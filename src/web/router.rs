//! Route definitions for web server.

use axum::{
    routing::{get, post},
    Router,
};
use std::sync::Arc;

use super::api;
use crate::core::dispatcher::Dispatcher;
use crate::relay::Relay;

/// Shared handler state.
#[derive(Clone)]
pub struct AppState {
    pub dispatcher: Dispatcher,
    pub relay: Arc<Relay>,
}

/// Create the API router.
pub fn create_api_router() -> Router<AppState> {
    Router::new()
        // Dispatcher
        .route("/submit", post(api::submit))
        .route("/agent-response", post(api::agent_response))
        .route("/status", get(api::status))

        // Relay
        .route(
            "/custom-messages",
            get(api::stream_custom_messages).post(api::publish_custom_message),
        )
}

/// Create the full app router.
pub fn create_app_router(state: AppState) -> Router {
    Router::new()
        .nest("/api", create_api_router())
        .route("/health", get(health_check))
        .with_state(state)
}

/// Health check endpoint.
async fn health_check() -> &'static str {
    "OK"
}
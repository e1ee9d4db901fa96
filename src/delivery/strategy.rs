//! Delivery strategy trait for Duologue.

use async_trait::async_trait;
use serde::{Deserialize, Serialize};
use std::str::FromStr;

use crate::core::types::{Agent, AgentReply, QueuedItem};
use crate::error::{Error, Result};
use crate::transport::Channels;

/// Which delivery strategy a dispatcher runs with.
#[derive(Debug, Clone, Copy, Serialize, Deserialize, PartialEq, Eq)]
#[serde(rename_all = "snake_case")]
pub enum StrategyKind {
    /// Post to a session and poll its log.
    Poller,
    /// Push over a channel and wait for the reply callback.
    Correlator,
}

impl Default for StrategyKind {
    fn default() -> Self {
        Self::Correlator
    }
}

impl FromStr for StrategyKind {
    type Err = String;

    fn from_str(s: &str) -> std::result::Result<Self, Self::Err> {
        match s.to_lowercase().as_str() {
            "poller" | "session" => Ok(StrategyKind::Poller),
            "correlator" | "websocket" | "push" => Ok(StrategyKind::Correlator),
            _ => Err(format!("Unknown delivery strategy: {}", s)),
        }
    }
}

impl std::fmt::Display for StrategyKind {
    fn fmt(&self, f: &mut std::fmt::Formatter<'_>) -> std::fmt::Result {
        match self {
            StrategyKind::Poller => write!(f, "poller"),
            StrategyKind::Correlator => write!(f, "correlator"),
        }
    }
}

/// Sends one queued item to its target agent and waits for the reply.
#[async_trait]
pub trait DeliveryStrategy: Send + Sync {
    fn kind(&self) -> StrategyKind;

    /// Deliver `item` and wait for the target agent's reply.
    ///
    /// `Ok(None)` means the wait ended without a reply and the item's class tolerates
    /// that.
    async fn send(&self, item: &QueuedItem) -> Result<Option<AgentReply>>;

    /// Install push channels. Only meaningful for push-based strategies.
    fn register_channels(&self, channels: Channels) -> Result<()> {
        let _ = channels;
        Err(Error::Config(format!(
            "{} strategy does not use push channels",
            self.kind()
        )))
    }

    /// Inbound reply from `responder`. Returns whether it matched an outstanding send.
    fn on_agent_response(&self, responder: Agent, text: &str) -> bool {
        tracing::debug!(
            "Ignoring pushed reply from {} ({} chars) under {} strategy",
            responder,
            text.len(),
            self.kind()
        );
        false
    }
}

#[cfg(test)]
mod tests {
    use super::*;

    #[test]
    fn test_strategy_kind_parse() {
        assert_eq!("poller".parse::<StrategyKind>().unwrap(), StrategyKind::Poller);
        assert_eq!("SESSION".parse::<StrategyKind>().unwrap(), StrategyKind::Poller);
        assert_eq!(
            "websocket".parse::<StrategyKind>().unwrap(),
            StrategyKind::Correlator
        );
        assert!("carrier-pigeon".parse::<StrategyKind>().is_err());
    }
}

*-*-*

- _REQUIRED ACTION_
Whenever the string "unwrap" occurs in a line of the entries above, copy that line.

- _SOLUTION TO THIS EXERCISE_
        assert_eq!("poller".parse::<StrategyKind>().unwrap(), StrategyKind::Poller);
        assert_eq!("SESSION".parse::<StrategyKind>().unwrap(), StrategyKind::Poller);
            "websocket".parse::<StrategyKind>().unwrap(),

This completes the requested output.